After Hanger and the VA, the top 10 practices have an average of less than 1% of the market each.
The market of patient care services for O&P in the U.S. is fragmented. This is characterized by O&P practices that are both regional and local independently operated. Össur and Ottobock are two O&P manufacturers that have substantial international patient care services operations.
The Orthotic & Prosthetic Group of America (OPGA) is the largest community of independent O&P practices and supplier partners in the U.S., representing nearly 1,300 locations.
The principal reimbursement sources for O&P services are:
- Commercial private payers and other non-governmental organizations, which consist of individuals, rehabilitation providers, commercial insurance companies, health maintenance organizations (HMOs), preferred provider organizations (PPOs), hospitals, vocational rehabilitation centers, workers’ compensation programs, third-party administrators, and similar sources.
- Medicare, a federally funded health insurance program providing health insurance coverage for persons aged 65 or older and certain persons with disabilities.
- Medicaid, a health insurance program jointly funded by federal and state governments providing health insurance coverage for certain persons requiring financial assistance, regardless of age, which may supplement Medicare benefits for persons aged 65 or older requiring financial assistance.
- The VA, through its Veterans Health Administration, is the country’s largest integrated healthcare network. It features 1,255 healthcare facilities that serve nine million enrolled Veterans each year.
O&P practices often sign contracts with third-party payers, allowing them to provide their services to referred patients, as well as to be reimbursed. Contracts like these usually have stated terms of between one to three years. These contracts, however, may be terminated without cause with a 60- to 90-day notice by either party. If the practice has not met certain licensing/certification standards, or Medicare/Medicaid requirements, this notice could be reduced to 30 days.
Reimbursement for services, negotiated with the third party, is usually based on fee schedules. Market condition, geographic area, and number of people covered play a role in these negotiations. Commercial contracts are usually proportional to the Medicare fee schedule, relating to the product or service provided.
Government reimbursement, comprised of Medicare, Medicaid, and the VA, account for most O&P practices’ net revenues. Max reimbursement levels are set by these payers for O&P services and products.

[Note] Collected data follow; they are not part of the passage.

//! Marketing Routes - contacts and segments
//!
//! HTTP handlers that delegate to MarketingService.

use axum::{
    extract::{Path, Query, State},
    routing::{delete, get, post},
    Json, Router,
};
use uuid::Uuid;

use bureau::Filter;

use super::{domain_error, not_found, ApiError};
use crate::models::{
    AddMemberRequest, ContactListParams, ContactResponse, ContactSearchHit, CreateContactRequest,
    CreateSegmentRequest, FilterRequest, SearchRequest, SegmentResponse, StatusResponse,
    UpdateContactRequest, UpdateSegmentRequest,
};
use crate::AppState;

type SegmentResult = Result<Json<SegmentResponse>, ApiError>;

fn contact_list(contacts: Vec<bureau::Contact>) -> Json<Vec<ContactResponse>> {
    Json(contacts.into_iter().map(Into::into).collect())
}

fn segment_list(segments: Vec<bureau::Segment>) -> Json<Vec<SegmentResponse>> {
    Json(segments.into_iter().map(Into::into).collect())
}

// ============================================
// Contacts
// ============================================

/// List contacts, by tag or city when given
#[utoipa::path(
    get,
    path = "/bureau/contacts",
    params(ContactListParams),
    responses(
        (status = 200, description = "Contacts", body = Vec<ContactResponse>)
    ),
    tag = "Marketing"
)]
pub async fn list_contacts(
    State(state): State<AppState>,
    Query(params): Query<ContactListParams>,
) -> Result<Json<Vec<ContactResponse>>, ApiError> {
    let service = &state.marketing_service;
    let contacts = match (params.tag, params.city) {
        (Some(tag), _) => service.contacts_by_tag(&tag).await,
        (None, Some(city)) => service.contacts_by_city(&city).await,
        (None, None) => service.list_contacts().await,
    }
    .map_err(domain_error)?;

    Ok(contact_list(contacts))
}

#[utoipa::path(
    post,
    path = "/bureau/contacts/query",
    request_body = FilterRequest,
    responses(
        (status = 200, description = "Matching contacts", body = Vec<ContactResponse>),
        (status = 422, description = "Unknown field or malformed clause")
    ),
    tag = "Marketing"
)]
pub async fn query_contacts(
    State(state): State<AppState>,
    Json(payload): Json<FilterRequest>,
) -> Result<Json<Vec<ContactResponse>>, ApiError> {
    let contacts = state
        .marketing_service
        .find_contacts(&Filter::from(payload))
        .await
        .map_err(domain_error)?;

    Ok(contact_list(contacts))
}

/// Relevance-ranked search over names, tags and companies
#[utoipa::path(
    post,
    path = "/bureau/contacts/search",
    request_body = SearchRequest,
    responses(
        (status = 200, description = "Hits, best first", body = Vec<ContactSearchHit>),
        (status = 422, description = "Unknown field or malformed clause")
    ),
    tag = "Marketing"
)]
pub async fn search_contacts(
    State(state): State<AppState>,
    Json(payload): Json<SearchRequest>,
) -> Result<Json<Vec<ContactSearchHit>>, ApiError> {
    let hits = state
        .marketing_service
        .search_contacts(&payload.query, &Filter::from(payload.filters))
        .await
        .map_err(domain_error)?;

    Ok(Json(hits.into_iter().map(Into::into).collect()))
}

#[utoipa::path(
    post,
    path = "/bureau/contacts",
    request_body = CreateContactRequest,
    responses(
        (status = 200, description = "Contact created", body = ContactResponse),
        (status = 422, description = "Invalid field")
    ),
    tag = "Marketing"
)]
pub async fn create_contact(
    State(state): State<AppState>,
    Json(payload): Json<CreateContactRequest>,
) -> Result<Json<ContactResponse>, ApiError> {
    let contact = state
        .marketing_service
        .create_contact(payload.into())
        .await
        .map_err(domain_error)?;

    Ok(Json(contact.into()))
}

#[utoipa::path(
    get,
    path = "/bureau/contacts/{id}",
    params(("id" = Uuid, Path, description = "Contact ID")),
    responses(
        (status = 200, description = "Contact found", body = ContactResponse),
        (status = 404, description = "Contact not found")
    ),
    tag = "Marketing"
)]
pub async fn get_contact(
    State(state): State<AppState>,
    Path(id): Path<Uuid>,
) -> Result<Json<ContactResponse>, ApiError> {
    let contact = state
        .marketing_service
        .get_contact(id)
        .await
        .map_err(domain_error)?
        .ok_or_else(|| not_found("Contact"))?;

    Ok(Json(contact.into()))
}

#[utoipa::path(
    put,
    path = "/bureau/contacts/{id}",
    params(("id" = Uuid, Path, description = "Contact ID")),
    request_body = UpdateContactRequest,
    responses(
        (status = 200, description = "Contact updated", body = ContactResponse),
        (status = 404, description = "Contact not found"),
        (status = 422, description = "Invalid field")
    ),
    tag = "Marketing"
)]
pub async fn update_contact(
    State(state): State<AppState>,
    Path(id): Path<Uuid>,
    Json(payload): Json<UpdateContactRequest>,
) -> Result<Json<ContactResponse>, ApiError> {
    let contact = state
        .marketing_service
        .update_contact(id, payload.into())
        .await
        .map_err(domain_error)?;

    Ok(Json(contact.into()))
}

/// Delete a contact and drop it from every segment
#[utoipa::path(
    delete,
    path = "/bureau/contacts/{id}",
    params(("id" = Uuid, Path, description = "Contact ID")),
    responses(
        (status = 200, description = "Contact deleted", body = StatusResponse),
        (status = 404, description = "Contact not found"),
        (status = 409, description = "Contact still has deals")
    ),
    tag = "Marketing"
)]
pub async fn delete_contact(
    State(state): State<AppState>,
    Path(id): Path<Uuid>,
) -> Result<Json<StatusResponse>, ApiError> {
    let deleted = state
        .marketing_service
        .delete_contact(id)
        .await
        .map_err(domain_error)?;

    if !deleted {
        return Err(not_found("Contact"));
    }
    Ok(Json(StatusResponse::ok(format!("Contact {} deleted", id))))
}

/// Segments listing the contact as a static member
#[utoipa::path(
    get,
    path = "/bureau/contacts/{id}/segments",
    params(("id" = Uuid, Path, description = "Contact ID")),
    responses(
        (status = 200, description = "Segments of the contact", body = Vec<SegmentResponse>)
    ),
    tag = "Marketing"
)]
pub async fn list_contact_segments(
    State(state): State<AppState>,
    Path(id): Path<Uuid>,
) -> Result<Json<Vec<SegmentResponse>>, ApiError> {
    let segments = state
        .marketing_service
        .segments_of(id)
        .await
        .map_err(domain_error)?;

    Ok(segment_list(segments))
}

// ============================================
// Segments
// ============================================

#[utoipa::path(
    get,
    path = "/bureau/segments",
    responses(
        (status = 200, description = "Segments", body = Vec<SegmentResponse>)
    ),
    tag = "Marketing"
)]
pub async fn list_segments(
    State(state): State<AppState>,
) -> Result<Json<Vec<SegmentResponse>>, ApiError> {
    let segments = state
        .marketing_service
        .list_segments()
        .await
        .map_err(domain_error)?;

    Ok(segment_list(segments))
}

#[utoipa::path(
    post,
    path = "/bureau/segments",
    request_body = CreateSegmentRequest,
    responses(
        (status = 200, description = "Segment created", body = SegmentResponse),
        (status = 422, description = "Invalid name or filter")
    ),
    tag = "Marketing"
)]
pub async fn create_segment(
    State(state): State<AppState>,
    Json(payload): Json<CreateSegmentRequest>,
) -> SegmentResult {
    let segment = state
        .marketing_service
        .create_segment(payload.into())
        .await
        .map_err(domain_error)?;

    Ok(Json(segment.into()))
}

#[utoipa::path(
    get,
    path = "/bureau/segments/{id}",
    params(("id" = Uuid, Path, description = "Segment ID")),
    responses(
        (status = 200, description = "Segment found", body = SegmentResponse),
        (status = 404, description = "Segment not found")
    ),
    tag = "Marketing"
)]
pub async fn get_segment(State(state): State<AppState>, Path(id): Path<Uuid>) -> SegmentResult {
    let segment = state
        .marketing_service
        .get_segment(id)
        .await
        .map_err(domain_error)?
        .ok_or_else(|| not_found("Segment"))?;

    Ok(Json(segment.into()))
}

#[utoipa::path(
    put,
    path = "/bureau/segments/{id}",
    params(("id" = Uuid, Path, description = "Segment ID")),
    request_body = UpdateSegmentRequest,
    responses(
        (status = 200, description = "Segment updated", body = SegmentResponse),
        (status = 404, description = "Segment not found"),
        (status = 422, description = "Invalid name or filter")
    ),
    tag = "Marketing"
)]
pub async fn update_segment(
    State(state): State<AppState>,
    Path(id): Path<Uuid>,
    Json(payload): Json<UpdateSegmentRequest>,
) -> SegmentResult {
    let segment = state
        .marketing_service
        .update_segment(id, payload.into())
        .await
        .map_err(domain_error)?;

    Ok(Json(segment.into()))
}

#[utoipa::path(
    delete,
    path = "/bureau/segments/{id}",
    params(("id" = Uuid, Path, description = "Segment ID")),
    responses(
        (status = 200, description = "Segment deleted", body = StatusResponse),
        (status = 404, description = "Segment not found")
    ),
    tag = "Marketing"
)]
pub async fn delete_segment(
    State(state): State<AppState>,
    Path(id): Path<Uuid>,
) -> Result<Json<StatusResponse>, ApiError> {
    let deleted = state
        .marketing_service
        .delete_segment(id)
        .await
        .map_err(domain_error)?;

    if !deleted {
        return Err(not_found("Segment"));
    }
    Ok(Json(StatusResponse::ok(format!("Segment {} deleted", id))))
}

/// Resolved audience: filter matches, then static members
#[utoipa::path(
    get,
    path = "/bureau/segments/{id}/members",
    params(("id" = Uuid, Path, description = "Segment ID")),
    responses(
        (status = 200, description = "Contacts in the segment", body = Vec<ContactResponse>),
        (status = 404, description = "Segment not found")
    ),
    tag = "Marketing"
)]
pub async fn list_members(
    State(state): State<AppState>,
    Path(id): Path<Uuid>,
) -> Result<Json<Vec<ContactResponse>>, ApiError> {
    let contacts = state
        .marketing_service
        .segment_contacts(id)
        .await
        .map_err(domain_error)?;

    Ok(contact_list(contacts))
}

#[utoipa::path(
    post,
    path = "/bureau/segments/{id}/members",
    params(("id" = Uuid, Path, description = "Segment ID")),
    request_body = AddMemberRequest,
    responses(
        (status = 200, description = "Member added", body = SegmentResponse),
        (status = 404, description = "Segment or contact not found"),
        (status = 409, description = "Contact already a member")
    ),
    tag = "Marketing"
)]
pub async fn add_member(
    State(state): State<AppState>,
    Path(id): Path<Uuid>,
    Json(payload): Json<AddMemberRequest>,
) -> SegmentResult {
    let segment = state
        .marketing_service
        .add_member(id, payload.contact_id)
        .await
        .map_err(domain_error)?;

    Ok(Json(segment.into()))
}

#[utoipa::path(
    delete,
    path = "/bureau/segments/{id}/members/{contact_id}",
    params(
        ("id" = Uuid, Path, description = "Segment ID"),
        ("contact_id" = Uuid, Path, description = "Contact ID")
    ),
    responses(
        (status = 200, description = "Member removed", body = StatusResponse),
        (status = 404, description = "Segment not found or contact not a member")
    ),
    tag = "Marketing"
)]
pub async fn remove_member(
    State(state): State<AppState>,
    Path((id, contact_id)): Path<(Uuid, Uuid)>,
) -> Result<Json<StatusResponse>, ApiError> {
    let removed = state
        .marketing_service
        .remove_member(id, contact_id)
        .await
        .map_err(domain_error)?;

    if !removed {
        return Err(not_found("Segment member"));
    }
    Ok(Json(StatusResponse::ok(format!(
        "Contact {} removed from Segment {}",
        contact_id, id
    ))))
}

pub fn router() -> Router<AppState> {
    Router::new()
        // Contacts
        .route("/bureau/contacts", get(list_contacts).post(create_contact))
        .route("/bureau/contacts/query", post(query_contacts))
        .route("/bureau/contacts/search", post(search_contacts))
        .route(
            "/bureau/contacts/:id",
            get(get_contact).put(update_contact).delete(delete_contact),
        )
        .route("/bureau/contacts/:id/segments", get(list_contact_segments))
        // Segments
        .route("/bureau/segments", get(list_segments).post(create_segment))
        .route(
            "/bureau/segments/:id",
            get(get_segment).put(update_segment).delete(delete_segment),
        )
        .route(
            "/bureau/segments/:id/members",
            get(list_members).post(add_member),
        )
        .route(
            "/bureau/segments/:id/members/:contact_id",
            delete(remove_member),
        )
}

Medicare prices are adjusted each year based on the Consumer Price Index for All Urban Consumers (CPI-U) unless Congress acts to change or eliminate the adjustment. Further adjustments are made based on the productivity adjustment (or the multi-factor productivity adjustment), an efficiency factor that helps determine final rate adjustments each year. Adjustments for 2019, 2020, 2021, and 2022 were 2.3%, 0.9%, 0.2%, and 5.1%, respectively.
The profession has no assurance that future adjustments will not reduce reimbursements for O&P services and products from these sources. The O&P profession is subject to various Medicare compliance audits, including Recovery Audit Contractor (RAC) audits, Comprehensive Error Rate Testing (CERT) audits, Targeted Probe and Educate (TPE) audits, Supplemental Medical Review Contractor (SMRC) audits, and Unified Program Integrity Contractor (UPIC) audits.
TPE audits are generally pre-payment audits, while RAC, CERT, and SMRC audits are generally post-payment. UPIC audits can be both pre- and post-payment audits, though the majority currently are pre-payment. TPE audits replaced the previous Medicare Administrative Contractor audits.
Adverse post-payment audit determinations generally require practices to reimburse Medicare for payments previously made, while adverse pre-payment audit determinations usually result in payment denial. Practices can request a redetermination or appeal in these cases if they believe the adverse determination is unwarranted, which can take an extensive period to resolve (as long as six years or more).